## Task directions
Return only the lines from the one containing "inserts at one" to the end of the entries below, exactly as written, both ends included.
※
//! Red-black ordered map over a flat keyed node store.
//!
//! Built for execution environments where records cannot hold references
//! to each other and there is no null primitive: every parent/child link
//! is a `u128` key resolved through a single arena table, so the structure
//! stays flat and acyclic. On top of that discipline the crate provides
//! ordered-map semantics with O(log n) insertion; repeated inserts at one
//! key accumulate values in insertion order on a single node.
//!
//! The node key doubles as the comparison key. Only the key is ordered;
//! the value type carries no trait bounds.
//!
//! # Example
//!
//! ```
//! use keyed_forest::RbTree;
//!
//! let mut tree: RbTree<&str> = RbTree::new();
//! tree.insert(21, "a").unwrap();
//! tree.insert(15, "b").unwrap();
//! tree.insert(15, "c").unwrap();
//!
//! assert_eq!(tree.length(), 3);
//! assert_eq!(tree.node_count(), 2);
//! assert_eq!(tree.values_at(15).unwrap(), &["b", "c"]);
//! assert_eq!(tree.peek().unwrap(), (21, &"a"));
//! ```
//!
//! Deletion is not implemented; [`RbTree::transplant`] and
//! [`NodeStore::remove`] are the splice primitives a delete extension
//! would build on.

mod access;
mod insert;
mod rotate;

pub mod error;
pub mod node;
pub mod print;
pub mod store;
pub mod tree;

pub use error::TreeError;
pub use node::{Color, Node};
pub use print::print;
pub use store::NodeStore;
pub use tree::RbTree;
※
## Written solution
//! ordered-map semantics with O(log n) insertion; repeated inserts at one
//! key accumulate values in insertion order on a single node.
//!
//! The node key doubles as the comparison key. Only the key is ordered;
//! the value type carries no trait bounds.
//!
//! # Example
//!
//! ```
//! use keyed_forest::RbTree;
//!
//! let mut tree: RbTree<&str> = RbTree::new();
//! tree.insert(21, "a").unwrap();
//! tree.insert(15, "b").unwrap();
//! tree.insert(15, "c").unwrap();
//!
//! assert_eq!(tree.length(), 3);
//! assert_eq!(tree.node_count(), 2);
//! assert_eq!(tree.values_at(15).unwrap(), &["b", "c"]);
//! assert_eq!(tree.peek().unwrap(), (21, &"a"));
//! ```
//!
//! Deletion is not implemented; [`RbTree::transplant`] and
//! [`NodeStore::remove`] are the splice primitives a delete extension
//! would build on.

mod access;
mod insert;
mod rotate;

pub mod error;
pub mod node;
pub mod print;
pub mod store;
pub mod tree;

pub use error::TreeError;
pub use node::{Color, Node};
pub use print::print;
pub use store::NodeStore;
pub use tree::RbTree;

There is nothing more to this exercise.